▸ **THE PROBLEM**: Go over the listing below line by line, and return each one holding the string "FieldKind".

▸ **RECORDS PROVIDED**:

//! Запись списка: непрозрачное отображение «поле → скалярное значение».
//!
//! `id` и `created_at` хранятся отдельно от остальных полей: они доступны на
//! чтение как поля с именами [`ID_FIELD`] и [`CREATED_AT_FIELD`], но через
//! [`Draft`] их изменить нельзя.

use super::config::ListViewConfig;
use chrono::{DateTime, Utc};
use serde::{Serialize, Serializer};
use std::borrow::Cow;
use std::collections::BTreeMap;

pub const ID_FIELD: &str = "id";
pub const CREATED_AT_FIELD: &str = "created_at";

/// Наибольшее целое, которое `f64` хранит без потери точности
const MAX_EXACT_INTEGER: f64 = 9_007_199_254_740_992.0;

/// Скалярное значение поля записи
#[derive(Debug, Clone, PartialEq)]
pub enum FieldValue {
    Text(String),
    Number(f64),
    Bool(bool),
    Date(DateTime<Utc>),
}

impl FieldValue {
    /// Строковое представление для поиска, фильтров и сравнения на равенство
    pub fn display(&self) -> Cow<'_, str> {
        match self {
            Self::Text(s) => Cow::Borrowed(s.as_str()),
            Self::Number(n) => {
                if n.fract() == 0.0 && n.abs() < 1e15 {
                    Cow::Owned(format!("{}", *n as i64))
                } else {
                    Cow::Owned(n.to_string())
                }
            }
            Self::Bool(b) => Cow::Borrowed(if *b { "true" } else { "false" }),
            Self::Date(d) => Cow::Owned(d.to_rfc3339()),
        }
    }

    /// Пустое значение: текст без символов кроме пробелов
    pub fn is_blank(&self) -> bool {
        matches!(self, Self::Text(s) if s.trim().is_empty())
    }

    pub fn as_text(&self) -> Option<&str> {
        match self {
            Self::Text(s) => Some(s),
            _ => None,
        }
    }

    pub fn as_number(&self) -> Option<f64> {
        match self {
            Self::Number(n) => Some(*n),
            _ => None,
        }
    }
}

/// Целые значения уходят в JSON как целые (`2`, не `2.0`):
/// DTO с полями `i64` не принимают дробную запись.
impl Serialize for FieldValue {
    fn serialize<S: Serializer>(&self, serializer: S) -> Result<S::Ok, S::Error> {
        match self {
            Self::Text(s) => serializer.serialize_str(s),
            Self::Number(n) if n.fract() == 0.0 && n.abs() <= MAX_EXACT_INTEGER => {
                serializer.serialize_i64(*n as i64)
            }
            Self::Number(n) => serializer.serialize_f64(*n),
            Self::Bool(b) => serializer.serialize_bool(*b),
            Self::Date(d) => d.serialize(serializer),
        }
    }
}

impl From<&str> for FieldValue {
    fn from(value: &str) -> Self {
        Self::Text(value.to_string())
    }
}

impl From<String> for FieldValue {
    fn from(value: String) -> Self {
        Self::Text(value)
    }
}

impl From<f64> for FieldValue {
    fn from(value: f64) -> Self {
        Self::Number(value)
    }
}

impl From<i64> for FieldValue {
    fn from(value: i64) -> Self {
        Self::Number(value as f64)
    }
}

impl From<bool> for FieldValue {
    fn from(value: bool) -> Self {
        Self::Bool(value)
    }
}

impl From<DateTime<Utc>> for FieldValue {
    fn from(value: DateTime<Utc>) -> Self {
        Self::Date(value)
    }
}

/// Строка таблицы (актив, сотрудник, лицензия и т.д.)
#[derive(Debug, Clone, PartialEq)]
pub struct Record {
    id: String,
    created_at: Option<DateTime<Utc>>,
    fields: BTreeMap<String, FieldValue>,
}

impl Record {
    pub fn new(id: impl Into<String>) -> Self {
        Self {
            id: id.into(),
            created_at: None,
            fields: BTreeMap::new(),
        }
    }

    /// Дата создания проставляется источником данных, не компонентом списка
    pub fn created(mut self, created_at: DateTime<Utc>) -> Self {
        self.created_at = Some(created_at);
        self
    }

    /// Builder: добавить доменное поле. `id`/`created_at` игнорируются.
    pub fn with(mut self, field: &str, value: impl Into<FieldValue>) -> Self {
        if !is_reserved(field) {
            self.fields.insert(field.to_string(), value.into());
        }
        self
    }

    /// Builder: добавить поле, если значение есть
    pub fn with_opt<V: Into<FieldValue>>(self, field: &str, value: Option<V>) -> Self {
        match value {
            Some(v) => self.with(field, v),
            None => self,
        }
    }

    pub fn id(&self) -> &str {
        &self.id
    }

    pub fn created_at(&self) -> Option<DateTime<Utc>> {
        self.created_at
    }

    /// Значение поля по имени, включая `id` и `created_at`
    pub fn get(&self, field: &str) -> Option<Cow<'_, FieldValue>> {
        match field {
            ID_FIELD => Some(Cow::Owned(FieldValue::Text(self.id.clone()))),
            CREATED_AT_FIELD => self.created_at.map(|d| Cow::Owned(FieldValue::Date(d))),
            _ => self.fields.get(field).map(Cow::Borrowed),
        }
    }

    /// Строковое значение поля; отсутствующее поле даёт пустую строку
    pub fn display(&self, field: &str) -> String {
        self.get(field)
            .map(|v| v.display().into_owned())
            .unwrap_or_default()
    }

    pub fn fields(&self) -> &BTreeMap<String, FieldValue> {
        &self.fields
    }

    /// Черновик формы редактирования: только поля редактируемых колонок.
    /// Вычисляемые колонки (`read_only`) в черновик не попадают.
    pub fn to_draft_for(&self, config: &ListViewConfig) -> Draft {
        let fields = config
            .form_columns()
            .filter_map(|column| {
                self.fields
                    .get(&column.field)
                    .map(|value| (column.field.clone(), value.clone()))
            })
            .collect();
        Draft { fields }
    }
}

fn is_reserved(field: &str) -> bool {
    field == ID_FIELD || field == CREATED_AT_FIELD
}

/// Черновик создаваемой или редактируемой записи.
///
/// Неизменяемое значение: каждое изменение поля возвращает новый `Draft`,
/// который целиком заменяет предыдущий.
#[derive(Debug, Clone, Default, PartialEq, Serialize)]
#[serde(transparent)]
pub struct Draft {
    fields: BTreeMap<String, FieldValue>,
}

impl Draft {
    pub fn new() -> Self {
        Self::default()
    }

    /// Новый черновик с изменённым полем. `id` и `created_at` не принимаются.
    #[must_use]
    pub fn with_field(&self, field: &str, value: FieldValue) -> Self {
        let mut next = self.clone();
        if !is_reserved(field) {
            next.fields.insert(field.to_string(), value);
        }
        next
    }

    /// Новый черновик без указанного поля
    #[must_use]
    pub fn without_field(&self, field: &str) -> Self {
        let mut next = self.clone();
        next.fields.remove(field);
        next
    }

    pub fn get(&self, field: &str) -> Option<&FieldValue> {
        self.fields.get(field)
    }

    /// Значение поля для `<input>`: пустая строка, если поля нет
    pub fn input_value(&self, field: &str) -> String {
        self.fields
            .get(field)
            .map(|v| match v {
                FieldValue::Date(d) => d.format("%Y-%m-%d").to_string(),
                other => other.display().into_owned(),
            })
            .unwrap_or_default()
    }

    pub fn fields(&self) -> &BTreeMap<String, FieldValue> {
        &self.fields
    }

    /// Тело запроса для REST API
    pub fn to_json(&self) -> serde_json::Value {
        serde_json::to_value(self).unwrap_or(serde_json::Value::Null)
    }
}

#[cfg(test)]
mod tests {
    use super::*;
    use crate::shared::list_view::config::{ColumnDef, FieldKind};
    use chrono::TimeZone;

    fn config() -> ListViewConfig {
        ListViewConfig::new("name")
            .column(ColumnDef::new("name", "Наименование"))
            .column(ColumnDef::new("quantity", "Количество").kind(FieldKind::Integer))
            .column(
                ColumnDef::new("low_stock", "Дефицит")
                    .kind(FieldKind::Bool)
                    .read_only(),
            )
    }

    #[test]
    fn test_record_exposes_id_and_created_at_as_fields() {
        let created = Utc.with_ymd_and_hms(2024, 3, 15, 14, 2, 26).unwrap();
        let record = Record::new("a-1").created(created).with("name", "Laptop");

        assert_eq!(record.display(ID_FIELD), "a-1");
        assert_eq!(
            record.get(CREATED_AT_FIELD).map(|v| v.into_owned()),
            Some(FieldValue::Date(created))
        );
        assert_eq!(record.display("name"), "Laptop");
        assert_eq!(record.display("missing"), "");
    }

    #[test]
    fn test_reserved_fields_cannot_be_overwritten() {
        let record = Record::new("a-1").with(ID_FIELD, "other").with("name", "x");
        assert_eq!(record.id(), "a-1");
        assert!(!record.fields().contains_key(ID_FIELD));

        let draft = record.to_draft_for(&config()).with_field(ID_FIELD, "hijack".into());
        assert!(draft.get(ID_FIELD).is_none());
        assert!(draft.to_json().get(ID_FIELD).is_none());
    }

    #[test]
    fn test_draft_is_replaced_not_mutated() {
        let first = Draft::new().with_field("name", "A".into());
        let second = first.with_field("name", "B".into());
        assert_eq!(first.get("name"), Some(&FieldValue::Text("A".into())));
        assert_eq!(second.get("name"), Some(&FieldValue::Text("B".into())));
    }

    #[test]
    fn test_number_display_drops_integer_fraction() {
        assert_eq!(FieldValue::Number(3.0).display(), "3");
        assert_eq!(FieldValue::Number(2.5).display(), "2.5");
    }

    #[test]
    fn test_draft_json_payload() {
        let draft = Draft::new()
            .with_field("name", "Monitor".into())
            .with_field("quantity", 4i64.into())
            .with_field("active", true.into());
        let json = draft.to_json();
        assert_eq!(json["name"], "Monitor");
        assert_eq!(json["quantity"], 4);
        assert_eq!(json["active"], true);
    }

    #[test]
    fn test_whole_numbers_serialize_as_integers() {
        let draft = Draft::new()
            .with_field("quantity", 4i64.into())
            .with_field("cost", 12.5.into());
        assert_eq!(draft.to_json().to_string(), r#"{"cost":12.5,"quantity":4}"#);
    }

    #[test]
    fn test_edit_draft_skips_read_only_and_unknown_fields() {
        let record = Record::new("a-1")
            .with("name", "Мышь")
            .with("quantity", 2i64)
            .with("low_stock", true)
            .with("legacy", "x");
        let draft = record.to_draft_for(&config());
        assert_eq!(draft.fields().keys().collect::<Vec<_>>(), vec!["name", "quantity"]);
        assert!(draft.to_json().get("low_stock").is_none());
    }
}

▸ **EXERCISE SOLUTION**:
    use crate::shared::list_view::config::{ColumnDef, FieldKind};
            .column(ColumnDef::new("quantity", "Количество").kind(FieldKind::Integer))
                    .kind(FieldKind::Bool)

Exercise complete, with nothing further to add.